Looking at the listing below, how many lines include "String"? Answer with the number only.

■ Material for this exercise:
------------------------------------

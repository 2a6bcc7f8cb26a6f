// SPDX-License-Identifier: BUSL-1.1
// Copyright (c) 2026 Alfred Jean LLC

use std::collections::VecDeque;

use parking_lot::Mutex;
use serde::{Deserialize, Serialize};

use crate::status::CredentialSource;

/// Default number of retained entries.
pub const DEFAULT_CAPACITY: usize = 200;

/// One proxied request.
#[derive(Debug, Clone, PartialEq, Eq, Serialize, Deserialize)]
#[serde(rename_all = "camelCase")]
pub struct RequestLogEntry {
    /// Epoch millis.
    pub at: u64,
    pub method: String,
    pub path: String,
    pub status: u16,
    pub source: CredentialSource,
    pub duration_ms: u64,
    #[serde(default, skip_serializing_if = "Option::is_none")]
    pub error: Option<String>,
}

/// Bounded log of recent requests. Oldest entries are evicted first.
#[derive(Debug)]
pub struct RequestLog {
    capacity: usize,
    entries: Mutex<VecDeque<RequestLogEntry>>,
}

impl RequestLog {
    pub fn new(capacity: usize) -> Self {
        let capacity = capacity.max(1);
        Self { capacity, entries: Mutex::new(VecDeque::with_capacity(capacity)) }
    }

    pub fn push(&self, entry: RequestLogEntry) {
        let mut entries = self.entries.lock();
        while entries.len() >= self.capacity {
            entries.pop_front();
        }
        entries.push_back(entry);
    }

    /// Entries oldest to newest.
    pub fn entries(&self) -> Vec<RequestLogEntry> {
        self.entries.lock().iter().cloned().collect()
    }

    pub fn capacity(&self) -> usize {
        self.capacity
    }
}

#[cfg(test)]
#[path = "request_log_tests.rs"]
mod tests;
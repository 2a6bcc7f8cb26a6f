// SPDX-License-Identifier: BUSL-1.1
// Copyright (c) 2026 Alfred Jean LLC

use std::sync::Arc;

use axum::extract::State;
use axum::response::IntoResponse;
use axum::Json;
use serde::{Deserialize, Serialize};

use crate::credential::TokenKind;
use crate::state::GateState;

#[derive(Debug, Serialize, Deserialize)]
#[serde(rename_all = "camelCase")]
pub struct HealthResponse {
    pub status: String,
    pub factory_keys: usize,
    pub refresh_tokens: usize,
    pub admin_secret_configured: bool,
}

/// `GET /api/v1/health`
pub async fn health(State(s): State<Arc<GateState>>) -> impl IntoResponse {
    let store = s.engine.store();
    Json(HealthResponse {
        status: "running".to_owned(),
        factory_keys: store.count(TokenKind::FactoryKey),
        refresh_tokens: store.count(TokenKind::RefreshToken),
        admin_secret_configured: s.engine.status().snapshot().admin_secret_configured,
    })
}
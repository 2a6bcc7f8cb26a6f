// SPDX-License-Identifier: BUSL-1.1
// Copyright (c) 2026 Alfred Jean LLC

//! HTTP transport: health, admin API, and the upstream proxy.

pub mod auth;
pub mod http;
pub mod http_admin;
pub mod proxy;

use std::sync::Arc;

use axum::middleware;
use axum::routing::{any, delete, get, post};
use axum::Router;
use tower_http::cors::CorsLayer;
use tower_http::trace::TraceLayer;

use crate::state::GateState;

/// Build the axum `Router` with all gateway routes.
pub fn build_router(state: Arc<GateState>) -> Router {
    let admin = Router::new()
        .route("/state", get(http_admin::admin_state))
        .route("/tokens", post(http_admin::add_token))
        .route("/tokens/{kind}/{id}", delete(http_admin::remove_token))
        .route("/tokens/{kind}/{id}/activate", post(http_admin::activate_token))
        .route("/reload", post(http_admin::reload))
        .route("/refresh", post(http_admin::refresh))
        .route("/commands", post(http_admin::command))
        .layer(middleware::from_fn_with_state(state.clone(), auth::admin_auth_layer));

    Router::new()
        // Health (no auth)
        .route("/api/v1/health", get(http::health))
        .nest("/api/v1/admin", admin)
        // Everything under /v1 goes upstream
        .route("/v1/{*path}", any(proxy::proxy))
        .layer(CorsLayer::permissive())
        .layer(TraceLayer::new_for_http())
        .with_state(state)
}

------------------------------------

■ Task response: 4